The simulation can be parameterized with the initial configurations found under src/configurations/ . Each is a text file describing a grid where dots ( . ) are "dead" cells and stars ( * ) are "alive" cells. The grid can be any size and everything outside of it is assumed to be dead. The format was adopted from the Life Lexicon , and the configurations in this repository were taken directly from the ASCII version of that document. Importing new ones is easy, but there are far too many for me to have bothered to do all of them.

Running the program

Assuming you have cargo insalled, just execute cargo run <CONFIG> where <CONFIG> is the name of one of the configurations under src/configurations/ (without .txt ). So for example, to run glider.txt , type:

cargo run glider

Implementation notes

At first glance Life seems very straightforward to implement, but there are two interesting wrinkles:

  1. Each new world state depends on the previous state, in a way that can't be localized completely, so you can't just overwrite state in-place
  2. Ideally the board is "infinite"; the "creatures" can progress infinitely in any direction, so it's best if they don't hit a wall

I solved the first problem with a dual-buffer system. The next board state is construted based off of the current one, in an independent data structure, and then the two are "flipped" and the new one becomes the "current" one, their roles reversed in the next cycle.

The second problem was trickier. The most obvious data structure for Life is a 2D array. But that will have walls, and while it could be re-allocated as necessary to grow indefinitely, this would get extremely memory-inefficient for, say, a glider that shoots off in one direction and leaves nothing behind.
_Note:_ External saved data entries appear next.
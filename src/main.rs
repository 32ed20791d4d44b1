mod report;

use chrono::{DateTime, Local};
use cronsec::{Context, DayMatch, Expression, Options, SearchRun, is_due_with, parse_reference, search_verbose_with};
use std::io::{self, IsTerminal, Read};
use tracing_subscriber::{EnvFilter, layer::SubscriberExt, util::SubscriberInitExt};

const LOG_ENV: &str = "CRONSEC_LOG";

fn main() {
    init_logging();

    let config = match parse_args() {
        Ok(config) => config,
        Err(err) => {
            eprintln!("{err}");
            std::process::exit(2);
        }
    };

    let expression = match Expression::parse(config.input.trim()) {
        Ok(expression) => expression,
        Err(err) => {
            eprintln!("error: {err}");
            std::process::exit(2);
        }
    };

    let opts = Options { day_match: config.day_match };

    if config.due {
        let ctx = Context::new(config.reference_time);
        let due = is_due_with(&expression, &ctx, &opts);
        report::print_due(&expression, &ctx.reference_time, due, config.color);
        std::process::exit(if due { 0 } else { 1 });
    }

    let runs = collect_runs(&expression, &config, &opts);
    report::print_run(&expression, &runs, config.invert, config.verbose, config.color);
    if runs.iter().any(|run| run.result.is_err()) {
        std::process::exit(1);
    }
}

fn init_logging() {
    tracing_subscriber::registry()
        .with(EnvFilter::try_from_env(LOG_ENV).unwrap_or_else(|_| EnvFilter::new("warn")))
        .with(tracing_subscriber::fmt::layer().with_writer(io::stderr))
        .init();
}

/// Chain `count` searches, each starting from the previous match. Only the
/// first honors `--skip` and `--include-reference`.
fn collect_runs(expression: &Expression, config: &CliConfig, opts: &Options) -> Vec<SearchRun<Local>> {
    let mut runs = Vec::with_capacity(config.count);
    let mut from = config.reference_time;
    let mut skip = config.skip;
    let mut include_reference = config.include_reference;

    for _ in 0..config.count {
        let run = search_verbose_with(expression, &Context::new(from), opts, skip, config.invert, include_reference);
        let found = run.result.as_ref().ok().copied();
        runs.push(run);
        let Some(found) = found else {
            break;
        };
        from = found;
        skip = 0;
        include_reference = false;
    }
    runs
}

struct CliConfig {
    input: String,
    reference_time: DateTime<Local>,
    count: usize,
    skip: u32,
    invert: bool,
    include_reference: bool,
    due: bool,
    day_match: DayMatch,
    verbose: bool,
    color: bool,
}

fn parse_args() -> Result<CliConfig, String> {
    let now = Local::now();
    let mut input: Option<String> = None;
    let mut reference_time = now;
    let mut count = 1;
    let mut skip = 0;
    let mut invert = false;
    let mut include_reference = false;
    let mut due = false;
    let mut day_match = DayMatch::Both;
    let mut verbose = false;
    let mut color = io::stdout().is_terminal();
    let mut args = std::env::args().skip(1).peekable();

    while let Some(arg) = args.next() {
        match arg.as_str() {
            "-h" | "--help" => {
                print_help();
                std::process::exit(0);
            }
            "-V" | "--version" => {
                println!("cronsec {}", env!("CARGO_PKG_VERSION"));
                std::process::exit(0);
            }
            "--color" => color = true,
            "--no-color" => color = false,
            "--prev" => invert = true,
            "--include-reference" => include_reference = true,
            "--due" => due = true,
            "--either-day" => day_match = DayMatch::Either,
            "-v" | "--verbose" => verbose = true,
            "--from" => {
                let value = args.next().ok_or_else(|| "error: --from expects a value".to_string())?;
                reference_time = parse_from(&value, &now)?;
            }
            "--count" | "-n" => {
                let value = args.next().ok_or_else(|| "error: --count expects a value".to_string())?;
                count = parse_number(&value, "--count")?;
            }
            "--skip" => {
                let value = args.next().ok_or_else(|| "error: --skip expects a value".to_string())?;
                skip = parse_number(&value, "--skip")?;
            }
            "--" => {
                let rest = args.collect::<Vec<_>>().join(" ");
                if !rest.trim().is_empty() {
                    if input.is_some() {
                        return Err("error: expression provided multiple times".to_string());
                    }
                    input = Some(rest);
                }
                break;
            }
            _ if arg.starts_with("--from=") => {
                reference_time = parse_from(arg.trim_start_matches("--from="), &now)?;
            }
            _ if arg.starts_with("--count=") => {
                count = parse_number(arg.trim_start_matches("--count="), "--count")?;
            }
            _ if arg.starts_with("--skip=") => {
                skip = parse_number(arg.trim_start_matches("--skip="), "--skip")?;
            }
            // Expressions never start with a dash.
            _ if arg.starts_with('-') => {
                return Err(format!("error: unknown option '{arg}'"));
            }
            _ => {
                let rest = std::iter::once(arg).chain(args).collect::<Vec<_>>().join(" ");
                if input.is_some() {
                    return Err("error: expression provided multiple times".to_string());
                }
                input = Some(rest);
                break;
            }
        }
    }

    let input = match input {
        Some(value) => value,
        None => read_stdin_input()?,
    };

    if input.trim().is_empty() {
        return Err(format!("error: no expression provided\n\n{}", help_text()));
    }
    if count == 0 {
        return Err("error: --count must be at least 1".to_string());
    }

    Ok(CliConfig { input, reference_time, count, skip, invert, include_reference, due, day_match, verbose, color })
}

fn read_stdin_input() -> Result<String, String> {
    let mut buffer = String::new();
    io::stdin().read_to_string(&mut buffer).map_err(|err| format!("error: failed to read stdin: {err}"))?;
    Ok(buffer)
}

fn parse_from(value: &str, now: &DateTime<Local>) -> Result<DateTime<Local>, String> {
    parse_reference(value, now).map_err(|err| format!("error: invalid --from: {err}"))
}

fn parse_number<T: std::str::FromStr>(value: &str, flag: &str) -> Result<T, String> {
    value.trim().parse().map_err(|_| format!("error: {flag} expects a non-negative integer, got '{value}'"))
}

fn print_help() {
    println!("{}", help_text());
}

fn help_text() -> String {
    format!(
        "cronsec {version}

Evaluate cron expressions with a seconds field.

Usage:
  cronsec [OPTIONS] [--] <expression...>
  echo '<expression>' | cronsec [OPTIONS]

Expressions have six or seven fields (second minute hour day-of-month month
day-of-week [year]) or are one of @yearly, @annually, @monthly, @weekly,
@daily, @hourly, @minutely.

Options:
  --from <time>              Reference time: now, YYYY-MM-DDTHH:MM:SS, or an English
                             phrase such as \"next friday 8pm\". Default: now.
  -n, --count <n>            Number of consecutive matches to print. Default: 1.
  --skip <n>                 Skip this many matches before the first one printed.
  --prev                     Search backwards for previous matches.
  --include-reference        Let the reference time itself count as a match.
  --due                      Only check whether the reference time matches.
  --either-day               Day-of-month and day-of-week match if either does
                             (when both are restricted).
  -v, --verbose              Show fields and search counters.
  --color                    Force ANSI color output.
  --no-color                 Disable ANSI color output.
  -h, --help                 Show this help message.
  -V, --version              Print version information.

Environment:
  {log_env}                Log filter for diagnostics on stderr. Default: warn.

Exit codes:
  0  Success (for --due: the reference time matches).
  1  No match found (for --due: not due).
  2  Invalid arguments or expression.
",
        version = env!("CARGO_PKG_VERSION"),
        log_env = LOG_ENV,
    )
}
What I landed on was using a HashMap whose keys are locations (row/column) and whose values are booleans, indicating aliveness state. This allows the structure to be incredibly "sparse"; i.e., memory usage is tied to how many cells are alive, not where they are or where they've been before. It only needs to actually record the ones that are alive right now, and the ones that might become alive next cycle (direct neighbors of the currently-alive). These keys of the current HashMap are then iterated over as the only candidates for being "possibly alive" in the next cycle.